In questa guida spieghiamo come funziona il DDT per beni in omaggio.
Il documento di trasporto ha sostituito a partire dal 1996 la vecchia bolla di accompagnamento e consiste in un documento che descrive sul piano quantitativo e qualitativo le merci trasportate da un luogo all’altro e che ne indica la causale, oltre che gli estremi identificativi del mittente, del destinatario e del vettore. Si tratta sostanzialmente di un documento che rende possibile comprendere subito a chi effettua i controlli la ragione per cui una partita di merce viene movimentata tra due luoghi, oltre che di cosa si tratta precisamente. Siamo soliti pensare che il trasporto debba avvenire dalla sede aziendale di una società venditrice a quella di un cliente, ma non sempre è così. Può benissimo accadere, per esempio, che la merce venga trasportata dal magazzino a un’altra sede della stessa azienda, ma ugualmente chi effettua la spedizione è tenuto a redigere il Ddt.
Non è quindi detto che il trasporto debba avvenire per ragioni connesse alla vendita. Potrebbe semplicemente essere legato alla spedizione di prodotti in omaggio, come nel caso in cui si mettano in atto campagne pubblicitarie o di marketing. In linea generale, un bene in omaggio, ovvero una cessione gratuita, rappresenta un’operazione soggetta ad IVA ai sensi dell’art.2, comma 2, n.4, del D.P.R. n.633/1972. Dunque, chi cede il bene gratuitamente deve, come avviene ordinariamente, scaricare l’imposta sul valore aggiunto pagata all’atto del suo acquisto o legata alla produzione del medesimo, nel caso in cui il prodotto sia stato costruito internamente. Successivamente, all’atto della cessione dovrà ugualmente applicare l’IVA, anche se nel concreto questa non sarà sostenuta dal cliente, il quale avrà ricevuto il bene, per l’appunto, in omaggio. Potrebbe sembrare assurdo, ma la logica dietro a queste previsioni sta nel minimizzare i casi di possibili abusi. Se non dovessi mai applicare l’IVA sulle cessioni gratuite, infatti, potrei simularne in quantità infinita, quando si tratterebbe a tutti gli effetti di cessioni a titolo oneroso.
Per fortuna, il comma 3, lett. d) dello stesso decreto consente all’imprenditore un’eccezione rispetto alla regola generale. Per fare in modo che ciò risulti possibile, dovranno sussistere le seguenti tre condizioni, le cessioni devono avvenire a titolo gratuito, i beni ceduti devono essere appositamente contrassegnati e i campioni devono essere di modico valore.
Si fa presente che la cessione del campione gratuito deve rientrare all’interno di una campagna volta a stimolare le vendite del prodotto stesso, ovvero a renderlo conoscibile ai potenziali clienti, attraverso anche una prova o verifica tecnica.
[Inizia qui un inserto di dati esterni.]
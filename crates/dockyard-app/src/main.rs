mod cli;
mod commands;

use std::path::Path;
use std::process::ExitCode;

use dockyard_common::DockError;
use dockyard_config::DockConfig;
use tracing_subscriber::filter::LevelFilter;
use tracing_subscriber::EnvFilter;

use cli::{Args, Command};

/// Config from `--config`, or the platform default. Falls back to
/// defaults on any error.
fn load_config(path: Option<&Path>) -> DockConfig {
    let loaded = match path {
        Some(path) => dockyard_config::load_from_path(path),
        None => dockyard_config::load_config(),
    };
    loaded.unwrap_or_else(|e| {
        eprintln!("dockyard: config load failed, using defaults: {e}");
        DockConfig::default()
    })
}

/// A bare level becomes a `dockyard=<level>` directive.
fn log_directive(arg: Option<&str>, config: &DockConfig) -> String {
    match arg {
        Some(level) if level.contains('=') => level.to_string(),
        Some(level) => format!("dockyard={level}"),
        None => config.logging.level.directive().to_string(),
    }
}

fn init_logging(directive: &str) {
    let filter = EnvFilter::from_default_env().add_directive(
        directive
            .parse()
            .unwrap_or_else(|_| LevelFilter::INFO.into()),
    );
    tracing_subscriber::fmt()
        .with_env_filter(filter)
        .with_writer(std::io::stderr)
        .init();
}

fn run(args: Args, config: &DockConfig) -> Result<(), DockError> {
    match args.command {
        Command::Inspect {
            layout,
            width,
            height,
            json,
        } => {
            let path = commands::resolve_layout(layout, config)?;
            let mut docker = commands::read_layout(&path, config)?;
            let placements = commands::inspect(&mut docker, width, height);
            if json {
                println!("{}", commands::format_json(&placements));
            } else {
                print!("{}", commands::format_table(&placements));
            }
        }
        Command::Validate { layout } => {
            let path = commands::resolve_layout(layout, config)?;
            println!("{}", commands::validate(&path, config)?);
        }
        Command::Demo { output } => {
            let path = commands::resolve_layout(output, config)?;
            let docker = commands::demo(config);
            dockyard_layout::save_layout_to_path(&docker, &path)?;
            println!("wrote sample layout to {}", path.display());
        }
        Command::Config => println!("{}", dockyard_config::config_to_json(config)),
    }
    Ok(())
}

fn main() -> ExitCode {
    let args = cli::parse();

    let config = load_config(args.config.as_deref());
    init_logging(&log_directive(args.log_level.as_deref(), &config));
    tracing::debug!("dockyard v{} starting", env!("CARGO_PKG_VERSION"));

    match run(args, &config) {
        Ok(()) => ExitCode::SUCCESS,
        Err(e) => {
            tracing::error!("{e}");
            eprintln!("dockyard: {e}");
            ExitCode::FAILURE
        }
    }
}
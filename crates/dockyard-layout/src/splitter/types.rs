//! The Splitter node: two pane slots, an orientation and a ratio.

use dockyard_common::{Rect, SplitterId};

use crate::tree::{NodeId, Orientation};

#[derive(Debug, Clone)]
pub struct Splitter {
    id: SplitterId,
    orientation: Orientation,
    /// pane0's share of the split axis, in [0, 1].
    ratio: f64,
    panes: [Option<NodeId>; 2],
    pub(crate) parent: Option<SplitterId>,
    /// Recompute the ratio from desired sizes on the next layout pass.
    pub(crate) pending_best_ratio: bool,
    /// Rect from the last layout pass.
    pub(crate) rect: Rect,
}

impl Splitter {
    pub fn new(id: SplitterId, orientation: Orientation, ratio: f64) -> Self {
        let mut splitter = Self {
            id,
            orientation,
            ratio: 0.5,
            panes: [None, None],
            parent: None,
            pending_best_ratio: false,
            rect: Rect::ZERO,
        };
        splitter.set_ratio(ratio);
        splitter
    }

    pub fn id(&self) -> SplitterId {
        self.id
    }

    pub fn orientation(&self) -> Orientation {
        self.orientation
    }

    pub fn is_horizontal(&self) -> bool {
        self.orientation.is_horizontal()
    }

    pub fn ratio(&self) -> f64 {
        self.ratio
    }

    /// Values outside [0, 1] are clamped; NaN is ignored.
    pub fn set_ratio(&mut self, ratio: f64) {
        if ratio.is_nan() {
            return;
        }
        self.ratio = ratio.clamp(0.0, 1.0);
    }

    pub fn parent(&self) -> Option<SplitterId> {
        self.parent
    }

    pub fn rect(&self) -> Rect {
        self.rect
    }

    /// Child in slot 0 or 1. Any other index yields `None`.
    pub fn pane(&self, index: usize) -> Option<NodeId> {
        self.panes.get(index).copied().flatten()
    }

    /// Returns `false` (and does nothing) for an index outside {0, 1}.
    pub(crate) fn set_pane(&mut self, index: usize, node: Option<NodeId>) -> bool {
        match self.panes.get_mut(index) {
            Some(slot) => {
                *slot = node;
                true
            }
            None => false,
        }
    }

    pub fn index_of(&self, node: NodeId) -> Option<usize> {
        self.panes.iter().position(|p| *p == Some(node))
    }

    /// Null the slot holding `node`. Collapsing the tree is left to the Docker.
    pub(crate) fn remove_child(&mut self, node: NodeId) -> bool {
        match self.index_of(node) {
            Some(index) => self.set_pane(index, None),
            None => false,
        }
    }

    /// Swap `old` for `new` in place, keeping its slot index.
    pub(crate) fn replace_child(&mut self, old: NodeId, new: NodeId) -> bool {
        match self.index_of(old) {
            Some(index) => self.set_pane(index, Some(new)),
            None => false,
        }
    }

    /// The first occupied slot, used to find the survivor after a removal.
    pub fn remaining_child(&self) -> Option<NodeId> {
        self.panes.iter().flatten().next().copied()
    }

    pub fn children(&self) -> impl Iterator<Item = NodeId> + '_ {
        self.panes.iter().flatten().copied()
    }

    pub fn is_complete(&self) -> bool {
        self.panes[0].is_some() && self.panes[1].is_some()
    }
}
In sostanza, si deve trattare di un’azione volta alla futura commercializzazione del bene stesso. Pertanto, non rientrano tra i campioni gratuiti esenti ai fini IVA quei beni offerti da un’azienda per azioni di pura liberalità, come avviene quando, per esempio, si cerca di migliorare la propria immagine, regalando ai clienti un prodotto, che non è in futuro oggetto di commercializzazione. Questi prodotti devono essere classificati, infatti, come spese di rappresentanza, deducibili o meno in base all’importo inferiore o superiore ai 50 euro.
Come detto, deve anche risultare la dicitura che spiega come il campione sia gratuito e non vendibile, anche se non ne esiste una formale, legale, essendo sufficiente che la scrittura risulti indelebile. Quanto, poi, all’importo modico, il Ministero dell’Economia ha spiegato che bisogna rimandare agli usi commerciali, per cui la soglia limite varia di prodotto in prodotto e non è nemmeno legata al valore del bene commercializzabile dell’azienda.
Infine, quanto al Ddt, si fa presente che un campione gratuito, non essendo soggetto all’applicazione dell’IVA, non richiede l’emissione del documento obbligatoria. Tuttavia, al fine di vincere la presunzione contro l’ipotesi di cessione a titolo oneroso, si consiglia ugualmente di provvedere alla redazione del Ddt, evidenziando, ai sensi dell’art.2, comma 3, lett. d), del D.P.R. n.633/1972, la non imponibilità.